Da braut sich was zusammen - Bier-Boom abseits des Massengeschmacks
Aus Wasser, Hopfen, Malz und Hefe mischt der Braumeister hier nicht nur Standard-Pils, sondern Ales mit Ingwer oder Frucht, bittere Biere mit starker Hopfennote. So wie er entdecken Brauer gerade überall in Deutschland ein altes Handwerk neu - in Zeiten sinkenden Bierkonsums und eines harten Preiskampfes für viele ein rettender Strohhalm.
Seit Jahren schrumpft der deutsche Biermarkt, weil die Einwohnerzahl zurückgeht und eine alternde Gesellschaft weniger trinkt. Trotzdem stieg die Zahl der Brauereien im vergangenen Jahr auf 1349. Immer weniger nationale Markenbiere gingen noch zum Normalpreis weg, sagt Tim Brzoska, Experte für Preisstrategien im Handel. Kleine Brauer müssten über Innovationen ins Geschäft kommen. "Das Bier muss einfach gut sein, anders schmecken und auch besonders daherkommen."
Brokamp erzählt von einem Coffee-Ale, das er mit echtem Kaffee braut. Jede Woche bietet er ein anderes Spezialbier an. Normalerweise halte er sich dabei an die klassischen vier Zutaten, die das Reinheitsgebot vorgibt. "Die Spannbreite bei Malz und Hopfen ist noch lange nicht ausgereizt", betont er.
In den USA, wo der Trend herkommt, geht es bunter zu: Hier wird zu Halloween Pumpkin Ale gebraut, ein Kürbisbier, das geschmacklich an verflüssigten Spekulatius erinnern kann. Craft Beer werden die Sorten abseits des Massengeschmacks genannt - Handwerks-Bier. Nach Angaben der Branchenvereinigung Brewers Association gab es im vergangenen Jahr 2768 Craft Breweries. Vom Volumen her haben sie einen Marktanteil von knapp 8 Prozent. In Dollar sind es wegen der höheren Preise gut 14 Prozent.

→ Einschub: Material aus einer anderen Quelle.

//! Trendwire — Binary Entrypoint
//! One pipeline run per invocation; scheduling (cron, CI timer) lives
//! outside the process, and the next invocation is the retry mechanism.

use std::time::Duration;

use anyhow::{Context, Result};
use tracing::info;
use tracing_subscriber::{fmt, prelude::*, EnvFilter};

use trendwire::config::load_config_default;
use trendwire::enrich::HttpEnricher;
use trendwire::ingest::providers::RssFeedSource;
use trendwire::ingest::types::FeedSource;
use trendwire::pipeline::{self, RunOutcome};
use trendwire::publish::twitter::TwitterPoster;
use trendwire::summarize::build_summarizer;

fn init_tracing() {
    let filter =
        EnvFilter::try_from_default_env().unwrap_or_else(|_| EnvFilter::new("trendwire=info,warn"));
    tracing_subscriber::registry()
        .with(filter)
        .with(fmt::layer().compact())
        .init();
}

#[tokio::main]
async fn main() -> Result<()> {
    // Load .env in local/dev; no-op when absent.
    let _ = dotenvy::dotenv();
    init_tracing();

    let config = load_config_default().context("loading pipeline config")?;
    if config.feeds.is_empty() {
        tracing::warn!("no feeds configured; the run will have nothing to publish");
    }

    let client = reqwest::Client::builder()
        .user_agent(config.user_agent.clone())
        .connect_timeout(Duration::from_secs(5))
        .timeout(Duration::from_secs(12))
        .build()
        .context("building http client")?;

    let sources: Vec<Box<dyn FeedSource>> = config
        .feeds
        .iter()
        .map(|url| {
            Box::new(RssFeedSource::new(
                url.clone(),
                client.clone(),
                config.per_feed_cap,
            )) as Box<dyn FeedSource>
        })
        .collect();
    let enricher = HttpEnricher::new(client.clone());
    let summarizer = build_summarizer(&config.summarizer);
    let poster = TwitterPoster::from_env(client);

    match pipeline::run(&config, &sources, &enricher, summarizer.as_ref(), &poster).await? {
        RunOutcome::Published { page } => {
            info!(page = %page.display(), "published");
        }
        RunOutcome::Skipped(reason) => {
            info!(reason, "nothing to publish this run");
        }
    }
    Ok(())
}
//! Article enrichment: full body text plus a candidate cover image for
//! each selected story. Every failure here is per-article; the pipeline
//! skips the article and continues.

use anyhow::{Context, Result};
use async_trait::async_trait;
use scraper::{Html, Selector};
use std::path::{Path, PathBuf};

use crate::normalize::clean_text;

/// What one article page yields after scraping.
#[derive(Debug, Clone, Default)]
pub struct ArticleContent {
    pub text: String,
    pub image_url: Option<String>,
}

#[async_trait]
pub trait ArticleEnricher: Send + Sync {
    async fn fetch_article(&self, url: &str) -> Result<ArticleContent>;

    /// Store the cover image next to the rendered page; returns the local
    /// path. Failures leave the page imageless, they don't fail the run.
    async fn download_image(&self, url: &str, slug: &str, images_dir: &Path)
        -> Result<PathBuf>;
}

/// Containers tried in order for the article body; the first one holding
/// at least `MIN_PARAGRAPHS` paragraphs wins.
const BODY_SELECTORS: &[&str] = &[
    "article",
    "div[itemprop='articleBody']",
    "div[class*='article']",
    "div[class*='content']",
    "section",
    "main",
];

const MIN_PARAGRAPHS: usize = 3;

/// Paragraphs taken from the whole page when no container matches.
const FALLBACK_PARAGRAPHS: usize = 12;

/// Pull body text and a cover-image candidate out of one HTML document.
pub fn extract_content(html: &str) -> ArticleContent {
    let doc = Html::parse_document(html);

    // Cover image: og:image first, then twitter:image.
    let mut image_url = None;
    if let Ok(sel_meta) = Selector::parse("meta") {
        for prop in ["og:image", "twitter:image"] {
            for m in doc.select(&sel_meta) {
                let name = m
                    .value()
                    .attr("property")
                    .or_else(|| m.value().attr("name"));
                if name == Some(prop) {
                    if let Some(content) = m.value().attr("content") {
                        let content = content.trim();
                        if !content.is_empty() {
                            image_url = Some(content.to_string());
                            break;
                        }
                    }
                }
            }
            if image_url.is_some() {
                break;
            }
        }
    }

    // Body text: container cascade, then first-paragraphs fallback.
    let mut blocks: Vec<String> = Vec::new();
    if let Ok(sel_p) = Selector::parse("p") {
        for sel_str in BODY_SELECTORS {
            if let Ok(sel) = Selector::parse(sel_str) {
                if let Some(container) = doc.select(&sel).next() {
                    let ps: Vec<String> = container
                        .select(&sel_p)
                        .map(|p| p.text().collect::<Vec<_>>().join(" "))
                        .collect();
                    if ps.len() >= MIN_PARAGRAPHS {
                        blocks = ps;
                        break;
                    }
                }
            }
        }
        if blocks.is_empty() {
            blocks = doc
                .select(&sel_p)
                .take(FALLBACK_PARAGRAPHS)
                .map(|p| p.text().collect::<Vec<_>>().join(" "))
                .collect();
        }
    }

    ArticleContent {
        text: clean_text(&blocks.join(" ")),
        image_url,
    }
}

/// Enricher that fetches article pages over HTTP and scrapes them.
pub struct HttpEnricher {
    client: reqwest::Client,
}

impl HttpEnricher {
    pub fn new(client: reqwest::Client) -> Self {
        Self { client }
    }
}

#[async_trait]
impl ArticleEnricher for HttpEnricher {
    async fn fetch_article(&self, url: &str) -> Result<ArticleContent> {
        let rsp = self
            .client
            .get(url)
            .send()
            .await
            .with_context(|| format!("fetching article {url}"))?
            .error_for_status()
            .with_context(|| format!("article {url} returned non-2xx"))?;
        let html = rsp.text().await.context("reading article body")?;
        Ok(extract_content(&html))
    }

    /// The extension follows the response content type; bytes are stored
    /// as served.
    async fn download_image(
        &self,
        url: &str,
        slug: &str,
        images_dir: &Path,
    ) -> Result<PathBuf> {
        let rsp = self
            .client
            .get(url)
            .send()
            .await
            .with_context(|| format!("fetching cover image {url}"))?
            .error_for_status()
            .with_context(|| format!("cover image {url} returned non-2xx"))?;

        let ext = match rsp
            .headers()
            .get(reqwest::header::CONTENT_TYPE)
            .and_then(|v| v.to_str().ok())
            .unwrap_or_default()
        {
            t if t.contains("png") => "png",
            t if t.contains("webp") => "webp",
            t if t.contains("gif") => "gif",
            _ => "jpg",
        };

        let bytes = rsp.bytes().await.context("reading cover image body")?;
        tokio::fs::create_dir_all(images_dir)
            .await
            .with_context(|| format!("creating {}", images_dir.display()))?;
        let path = images_dir.join(format!("{slug}.{ext}"));
        tokio::fs::write(&path, &bytes)
            .await
            .with_context(|| format!("writing {}", path.display()))?;
        Ok(path)
    }
}

#[cfg(test)]
mod tests {
    use super::*;

    #[test]
    fn extracts_og_image_and_article_body() {
        let html = r#"<html><head>
            <meta property="og:image" content=" https://cdn.example/cover.jpg ">
            </head><body>
            <article><p>First para.</p><p>Second para.</p><p>Third para.</p></article>
            </body></html>"#;
        let got = extract_content(html);
        assert_eq!(got.image_url.as_deref(), Some("https://cdn.example/cover.jpg"));
        assert_eq!(got.text, "First para. Second para. Third para.");
    }

    #[test]
    fn twitter_image_is_second_choice() {
        let html = r#"<html><head>
            <meta name="twitter:image" content="https://cdn.example/tw.jpg">
            </head><body><p>x</p></body></html>"#;
        let got = extract_content(html);
        assert_eq!(got.image_url.as_deref(), Some("https://cdn.example/tw.jpg"));
    }

    #[test]
    fn sparse_container_falls_back_to_page_paragraphs() {
        // <article> holds fewer than three paragraphs, so the page-wide
        // fallback collects everything instead.
        let html = r#"<html><body>
            <article><p>Lede only.</p></article>
            <p>Loose one.</p><p>Loose two.</p>
            </body></html>"#;
        let got = extract_content(html);
        assert_eq!(got.text, "Lede only. Loose one. Loose two.");
        assert!(got.image_url.is_none());
    }
}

So weit sind die Mikrobrauereien in Deutschland noch nicht. "Ihr Anteil am Gesamtausstoß und Gesamtumsatz ist sehr gering", sagt der Hauptgeschäftsführer des Brauerbunds, Holger Eichele. Die Deutschen lieben Pils oder Weißbier. Doch das Bier im Supermarkt sei austauschbar geworden, meint Dieter Prokein von der Versuchs- und Lehranstalt für Brauereien. Man hat ihm Bitterstoffe entzogen, um es gefälliger zu machen. Mit dem Ergebnis, dass viel Charakter verloren gehe, kritisieren die Mikrobrauer.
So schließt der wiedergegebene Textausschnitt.